Aim of the task:
Please return all lines in the listing holding the word "LocalBoxFuture".

--- Data shown Enclosed Below ---

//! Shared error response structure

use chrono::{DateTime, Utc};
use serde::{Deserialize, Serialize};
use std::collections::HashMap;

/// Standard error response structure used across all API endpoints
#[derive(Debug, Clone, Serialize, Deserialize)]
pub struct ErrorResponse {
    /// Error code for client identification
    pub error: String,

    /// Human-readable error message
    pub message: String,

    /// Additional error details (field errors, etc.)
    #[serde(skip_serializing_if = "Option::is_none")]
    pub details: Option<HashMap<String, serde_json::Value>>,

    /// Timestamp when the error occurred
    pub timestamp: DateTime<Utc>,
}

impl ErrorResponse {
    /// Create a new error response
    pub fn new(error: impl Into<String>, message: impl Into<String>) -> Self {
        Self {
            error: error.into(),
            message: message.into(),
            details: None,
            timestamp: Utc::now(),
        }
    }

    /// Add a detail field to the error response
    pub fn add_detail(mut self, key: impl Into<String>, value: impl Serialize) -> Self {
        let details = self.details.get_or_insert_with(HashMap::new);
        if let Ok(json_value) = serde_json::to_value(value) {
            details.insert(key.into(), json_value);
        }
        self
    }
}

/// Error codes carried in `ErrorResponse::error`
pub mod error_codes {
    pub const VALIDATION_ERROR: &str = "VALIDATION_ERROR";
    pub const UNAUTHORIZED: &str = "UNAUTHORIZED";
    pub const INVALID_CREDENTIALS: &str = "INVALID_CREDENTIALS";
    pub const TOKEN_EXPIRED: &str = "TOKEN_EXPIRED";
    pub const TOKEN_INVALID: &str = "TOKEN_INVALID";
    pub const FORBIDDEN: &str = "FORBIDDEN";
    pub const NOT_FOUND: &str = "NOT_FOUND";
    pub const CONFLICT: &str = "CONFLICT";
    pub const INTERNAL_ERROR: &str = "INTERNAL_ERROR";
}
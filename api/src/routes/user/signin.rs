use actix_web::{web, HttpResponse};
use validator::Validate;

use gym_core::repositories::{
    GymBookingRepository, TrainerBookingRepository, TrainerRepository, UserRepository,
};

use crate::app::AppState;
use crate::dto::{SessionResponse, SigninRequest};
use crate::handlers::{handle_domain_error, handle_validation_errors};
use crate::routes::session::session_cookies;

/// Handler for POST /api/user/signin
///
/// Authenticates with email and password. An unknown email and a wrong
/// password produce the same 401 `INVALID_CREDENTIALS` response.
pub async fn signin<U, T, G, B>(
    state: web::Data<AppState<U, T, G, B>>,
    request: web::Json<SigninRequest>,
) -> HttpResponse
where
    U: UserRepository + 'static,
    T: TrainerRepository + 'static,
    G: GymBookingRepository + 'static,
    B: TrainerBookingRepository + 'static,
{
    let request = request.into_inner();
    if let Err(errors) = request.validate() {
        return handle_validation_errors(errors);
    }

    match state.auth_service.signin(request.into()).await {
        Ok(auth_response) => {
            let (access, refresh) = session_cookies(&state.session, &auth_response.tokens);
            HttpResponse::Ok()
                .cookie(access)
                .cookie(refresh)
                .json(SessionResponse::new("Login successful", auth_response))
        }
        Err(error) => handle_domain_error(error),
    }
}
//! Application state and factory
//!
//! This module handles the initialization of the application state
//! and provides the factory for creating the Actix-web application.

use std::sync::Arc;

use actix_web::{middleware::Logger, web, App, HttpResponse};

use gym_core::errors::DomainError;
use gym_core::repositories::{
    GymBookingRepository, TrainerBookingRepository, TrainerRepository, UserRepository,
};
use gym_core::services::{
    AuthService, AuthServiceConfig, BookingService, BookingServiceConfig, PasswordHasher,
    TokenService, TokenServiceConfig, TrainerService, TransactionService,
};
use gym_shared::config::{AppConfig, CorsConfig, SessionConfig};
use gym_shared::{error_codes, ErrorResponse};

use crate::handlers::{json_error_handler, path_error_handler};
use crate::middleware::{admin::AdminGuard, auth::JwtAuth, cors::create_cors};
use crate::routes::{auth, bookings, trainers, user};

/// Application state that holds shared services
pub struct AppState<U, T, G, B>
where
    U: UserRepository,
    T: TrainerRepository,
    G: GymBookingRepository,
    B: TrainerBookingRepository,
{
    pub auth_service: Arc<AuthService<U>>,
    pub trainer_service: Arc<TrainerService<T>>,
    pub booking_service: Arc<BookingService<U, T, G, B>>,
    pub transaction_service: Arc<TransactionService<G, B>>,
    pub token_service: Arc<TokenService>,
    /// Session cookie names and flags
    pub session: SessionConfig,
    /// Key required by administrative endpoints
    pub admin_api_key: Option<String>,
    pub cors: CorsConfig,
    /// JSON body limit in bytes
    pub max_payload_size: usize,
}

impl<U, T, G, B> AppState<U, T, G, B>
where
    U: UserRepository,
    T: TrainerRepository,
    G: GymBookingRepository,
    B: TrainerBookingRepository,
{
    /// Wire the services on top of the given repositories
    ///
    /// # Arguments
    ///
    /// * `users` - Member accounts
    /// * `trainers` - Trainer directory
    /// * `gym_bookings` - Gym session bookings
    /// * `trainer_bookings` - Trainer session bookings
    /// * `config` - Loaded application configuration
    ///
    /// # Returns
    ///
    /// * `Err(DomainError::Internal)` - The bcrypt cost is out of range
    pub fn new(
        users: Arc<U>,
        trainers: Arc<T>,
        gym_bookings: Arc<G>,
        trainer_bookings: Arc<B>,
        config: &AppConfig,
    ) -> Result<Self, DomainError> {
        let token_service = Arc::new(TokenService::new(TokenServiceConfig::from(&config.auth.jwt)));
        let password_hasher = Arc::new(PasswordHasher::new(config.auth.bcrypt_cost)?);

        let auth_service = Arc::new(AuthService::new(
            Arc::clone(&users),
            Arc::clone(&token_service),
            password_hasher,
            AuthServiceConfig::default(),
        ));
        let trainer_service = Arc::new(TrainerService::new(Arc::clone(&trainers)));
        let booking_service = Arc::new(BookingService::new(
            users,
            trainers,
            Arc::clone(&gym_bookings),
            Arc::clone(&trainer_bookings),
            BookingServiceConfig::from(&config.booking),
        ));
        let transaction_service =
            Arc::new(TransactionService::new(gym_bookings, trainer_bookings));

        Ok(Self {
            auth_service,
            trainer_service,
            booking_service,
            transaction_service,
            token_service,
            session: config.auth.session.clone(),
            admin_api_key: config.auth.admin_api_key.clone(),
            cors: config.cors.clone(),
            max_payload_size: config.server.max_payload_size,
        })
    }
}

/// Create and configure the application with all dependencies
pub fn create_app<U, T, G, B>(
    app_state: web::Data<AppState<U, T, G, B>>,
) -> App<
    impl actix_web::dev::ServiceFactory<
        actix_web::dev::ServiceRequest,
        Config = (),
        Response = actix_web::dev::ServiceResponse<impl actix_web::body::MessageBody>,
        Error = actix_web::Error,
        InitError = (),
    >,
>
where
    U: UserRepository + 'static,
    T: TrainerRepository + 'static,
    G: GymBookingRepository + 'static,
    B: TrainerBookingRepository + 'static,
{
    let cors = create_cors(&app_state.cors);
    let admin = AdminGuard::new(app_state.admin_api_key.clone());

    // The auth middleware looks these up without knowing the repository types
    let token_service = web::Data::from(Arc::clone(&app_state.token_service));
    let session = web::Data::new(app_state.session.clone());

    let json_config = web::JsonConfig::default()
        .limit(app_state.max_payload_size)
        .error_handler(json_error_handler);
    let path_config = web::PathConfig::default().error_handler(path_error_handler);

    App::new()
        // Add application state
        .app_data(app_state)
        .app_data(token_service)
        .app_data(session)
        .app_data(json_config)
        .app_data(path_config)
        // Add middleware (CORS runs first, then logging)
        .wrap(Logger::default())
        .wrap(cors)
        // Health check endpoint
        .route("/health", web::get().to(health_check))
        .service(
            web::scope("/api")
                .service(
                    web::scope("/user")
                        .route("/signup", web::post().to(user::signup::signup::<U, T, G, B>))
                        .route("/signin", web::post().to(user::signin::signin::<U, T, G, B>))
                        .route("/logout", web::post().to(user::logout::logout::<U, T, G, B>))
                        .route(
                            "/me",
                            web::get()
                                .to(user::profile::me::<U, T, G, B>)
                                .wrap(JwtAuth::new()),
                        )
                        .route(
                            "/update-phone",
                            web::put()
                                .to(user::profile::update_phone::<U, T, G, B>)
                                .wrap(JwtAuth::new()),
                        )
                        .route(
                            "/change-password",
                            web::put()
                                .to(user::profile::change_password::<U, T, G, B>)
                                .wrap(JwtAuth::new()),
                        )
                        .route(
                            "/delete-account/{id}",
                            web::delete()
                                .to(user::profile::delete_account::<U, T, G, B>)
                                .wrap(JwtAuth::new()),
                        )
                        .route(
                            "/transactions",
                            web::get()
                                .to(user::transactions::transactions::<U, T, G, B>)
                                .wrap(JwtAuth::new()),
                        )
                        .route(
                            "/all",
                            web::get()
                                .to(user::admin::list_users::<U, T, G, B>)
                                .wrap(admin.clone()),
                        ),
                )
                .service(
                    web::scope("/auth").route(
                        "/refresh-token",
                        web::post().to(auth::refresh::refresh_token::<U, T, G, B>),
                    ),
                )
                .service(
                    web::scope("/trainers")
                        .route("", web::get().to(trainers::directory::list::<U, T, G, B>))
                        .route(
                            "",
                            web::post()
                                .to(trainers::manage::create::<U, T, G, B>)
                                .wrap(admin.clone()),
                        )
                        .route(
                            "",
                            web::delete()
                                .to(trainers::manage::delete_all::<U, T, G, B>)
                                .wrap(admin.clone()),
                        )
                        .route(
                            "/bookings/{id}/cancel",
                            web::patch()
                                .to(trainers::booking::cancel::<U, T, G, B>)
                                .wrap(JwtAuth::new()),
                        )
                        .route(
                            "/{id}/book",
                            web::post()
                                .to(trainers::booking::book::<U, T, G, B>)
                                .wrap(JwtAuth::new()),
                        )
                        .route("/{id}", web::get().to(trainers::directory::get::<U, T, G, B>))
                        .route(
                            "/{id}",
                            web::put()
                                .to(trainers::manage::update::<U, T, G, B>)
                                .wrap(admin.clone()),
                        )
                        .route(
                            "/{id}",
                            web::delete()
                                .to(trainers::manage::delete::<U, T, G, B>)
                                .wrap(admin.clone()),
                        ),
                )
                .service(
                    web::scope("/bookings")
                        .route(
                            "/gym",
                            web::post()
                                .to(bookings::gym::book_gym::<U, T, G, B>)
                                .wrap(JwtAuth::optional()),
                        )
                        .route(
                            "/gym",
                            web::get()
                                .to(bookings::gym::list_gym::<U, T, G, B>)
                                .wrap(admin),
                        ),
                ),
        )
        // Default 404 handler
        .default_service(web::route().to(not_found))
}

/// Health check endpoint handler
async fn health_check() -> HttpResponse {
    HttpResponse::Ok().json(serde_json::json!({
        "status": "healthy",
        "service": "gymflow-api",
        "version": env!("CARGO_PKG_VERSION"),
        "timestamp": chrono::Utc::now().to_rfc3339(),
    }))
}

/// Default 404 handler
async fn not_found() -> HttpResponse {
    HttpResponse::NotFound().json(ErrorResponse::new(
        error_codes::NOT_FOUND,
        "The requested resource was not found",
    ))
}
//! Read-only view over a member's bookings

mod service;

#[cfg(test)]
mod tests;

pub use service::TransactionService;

--- End of Enclosed Data shown ---
--- Data shown Enclosed Below ---

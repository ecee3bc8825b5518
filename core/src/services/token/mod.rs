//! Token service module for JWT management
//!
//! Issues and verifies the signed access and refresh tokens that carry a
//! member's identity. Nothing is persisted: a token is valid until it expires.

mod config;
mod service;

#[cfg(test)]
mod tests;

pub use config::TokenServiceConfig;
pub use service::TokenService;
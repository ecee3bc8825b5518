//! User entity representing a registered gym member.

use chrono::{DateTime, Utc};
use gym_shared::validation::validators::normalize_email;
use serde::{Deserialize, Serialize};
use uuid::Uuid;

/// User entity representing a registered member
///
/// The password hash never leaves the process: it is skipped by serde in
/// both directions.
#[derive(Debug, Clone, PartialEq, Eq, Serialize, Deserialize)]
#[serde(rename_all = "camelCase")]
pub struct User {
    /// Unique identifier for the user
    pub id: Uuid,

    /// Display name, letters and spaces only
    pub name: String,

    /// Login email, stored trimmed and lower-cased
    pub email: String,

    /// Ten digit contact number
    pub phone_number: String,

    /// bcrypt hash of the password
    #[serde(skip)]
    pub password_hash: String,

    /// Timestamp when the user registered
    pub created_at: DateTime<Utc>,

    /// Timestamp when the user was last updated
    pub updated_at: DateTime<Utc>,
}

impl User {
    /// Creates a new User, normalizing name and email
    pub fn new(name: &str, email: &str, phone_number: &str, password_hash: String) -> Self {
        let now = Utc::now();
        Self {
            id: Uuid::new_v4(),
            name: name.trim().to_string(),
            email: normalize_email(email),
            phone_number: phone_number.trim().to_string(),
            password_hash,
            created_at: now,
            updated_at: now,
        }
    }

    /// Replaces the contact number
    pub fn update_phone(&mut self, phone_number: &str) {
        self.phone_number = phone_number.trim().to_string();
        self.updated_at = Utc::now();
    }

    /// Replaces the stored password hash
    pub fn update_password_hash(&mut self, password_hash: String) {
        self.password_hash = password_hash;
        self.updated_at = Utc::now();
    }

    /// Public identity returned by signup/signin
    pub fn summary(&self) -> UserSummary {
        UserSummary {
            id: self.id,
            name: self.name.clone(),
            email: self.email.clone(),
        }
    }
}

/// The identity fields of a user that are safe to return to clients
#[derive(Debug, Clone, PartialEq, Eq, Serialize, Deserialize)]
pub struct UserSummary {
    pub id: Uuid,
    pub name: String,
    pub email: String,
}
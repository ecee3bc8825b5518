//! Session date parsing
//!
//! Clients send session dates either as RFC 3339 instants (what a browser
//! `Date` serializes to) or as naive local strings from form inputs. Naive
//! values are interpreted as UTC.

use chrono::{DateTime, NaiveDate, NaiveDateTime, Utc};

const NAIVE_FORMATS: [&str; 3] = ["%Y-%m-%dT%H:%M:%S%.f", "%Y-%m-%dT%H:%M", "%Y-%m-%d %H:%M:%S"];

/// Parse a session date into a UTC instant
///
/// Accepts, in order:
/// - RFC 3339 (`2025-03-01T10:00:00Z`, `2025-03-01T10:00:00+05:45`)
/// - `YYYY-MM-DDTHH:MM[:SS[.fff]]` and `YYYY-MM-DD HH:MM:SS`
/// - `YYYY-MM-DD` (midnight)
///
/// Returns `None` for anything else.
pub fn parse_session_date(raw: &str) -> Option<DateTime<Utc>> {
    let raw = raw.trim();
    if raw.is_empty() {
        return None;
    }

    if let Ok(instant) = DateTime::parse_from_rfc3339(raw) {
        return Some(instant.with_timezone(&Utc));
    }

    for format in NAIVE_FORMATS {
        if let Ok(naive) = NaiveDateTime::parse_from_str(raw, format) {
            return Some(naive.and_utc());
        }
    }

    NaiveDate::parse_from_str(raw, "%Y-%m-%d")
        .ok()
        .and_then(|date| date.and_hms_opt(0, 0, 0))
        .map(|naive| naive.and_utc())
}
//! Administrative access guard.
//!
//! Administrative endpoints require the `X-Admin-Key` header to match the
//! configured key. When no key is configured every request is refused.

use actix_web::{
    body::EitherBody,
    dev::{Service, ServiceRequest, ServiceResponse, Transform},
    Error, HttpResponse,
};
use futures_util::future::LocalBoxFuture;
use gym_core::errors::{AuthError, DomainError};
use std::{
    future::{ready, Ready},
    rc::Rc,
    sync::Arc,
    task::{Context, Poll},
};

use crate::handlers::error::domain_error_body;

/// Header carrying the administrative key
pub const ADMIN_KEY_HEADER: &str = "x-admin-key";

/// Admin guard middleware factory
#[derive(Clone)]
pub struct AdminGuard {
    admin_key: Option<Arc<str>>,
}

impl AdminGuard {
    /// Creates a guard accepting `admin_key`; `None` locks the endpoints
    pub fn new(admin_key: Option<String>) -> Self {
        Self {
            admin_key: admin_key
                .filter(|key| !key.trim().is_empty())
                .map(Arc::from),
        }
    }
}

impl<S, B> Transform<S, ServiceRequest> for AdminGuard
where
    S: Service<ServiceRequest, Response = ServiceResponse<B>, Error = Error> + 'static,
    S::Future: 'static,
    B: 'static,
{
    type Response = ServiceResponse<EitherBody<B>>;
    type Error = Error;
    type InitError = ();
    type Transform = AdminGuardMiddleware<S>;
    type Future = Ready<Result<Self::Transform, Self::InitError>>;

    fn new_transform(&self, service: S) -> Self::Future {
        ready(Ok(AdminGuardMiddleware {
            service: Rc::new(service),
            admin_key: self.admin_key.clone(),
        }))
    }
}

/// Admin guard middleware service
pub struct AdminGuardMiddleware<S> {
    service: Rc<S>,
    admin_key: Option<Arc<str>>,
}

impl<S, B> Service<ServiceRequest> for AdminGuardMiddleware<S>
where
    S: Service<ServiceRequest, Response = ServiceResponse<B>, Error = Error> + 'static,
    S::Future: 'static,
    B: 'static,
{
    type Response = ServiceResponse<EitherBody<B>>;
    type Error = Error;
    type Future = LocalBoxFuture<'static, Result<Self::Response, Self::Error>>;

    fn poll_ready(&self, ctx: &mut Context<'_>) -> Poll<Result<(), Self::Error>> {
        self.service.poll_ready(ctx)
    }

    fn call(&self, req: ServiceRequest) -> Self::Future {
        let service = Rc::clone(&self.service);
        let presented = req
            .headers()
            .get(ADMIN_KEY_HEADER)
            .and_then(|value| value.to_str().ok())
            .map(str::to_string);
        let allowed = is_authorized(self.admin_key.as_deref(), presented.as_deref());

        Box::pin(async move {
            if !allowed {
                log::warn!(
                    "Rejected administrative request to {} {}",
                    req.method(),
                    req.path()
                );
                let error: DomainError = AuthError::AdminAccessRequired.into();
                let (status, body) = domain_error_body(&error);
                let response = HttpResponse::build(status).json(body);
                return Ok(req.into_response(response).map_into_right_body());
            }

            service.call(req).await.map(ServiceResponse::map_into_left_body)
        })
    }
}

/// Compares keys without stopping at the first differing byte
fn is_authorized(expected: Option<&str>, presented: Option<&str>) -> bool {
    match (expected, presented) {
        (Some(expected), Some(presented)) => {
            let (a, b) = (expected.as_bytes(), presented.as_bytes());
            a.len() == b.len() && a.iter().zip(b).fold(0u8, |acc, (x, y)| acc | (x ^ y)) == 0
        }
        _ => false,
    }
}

--- End of Enclosed Data shown ---

Answer box:
use futures_util::future::LocalBoxFuture;
    type Future = LocalBoxFuture<'static, Result<Self::Response, Self::Error>>;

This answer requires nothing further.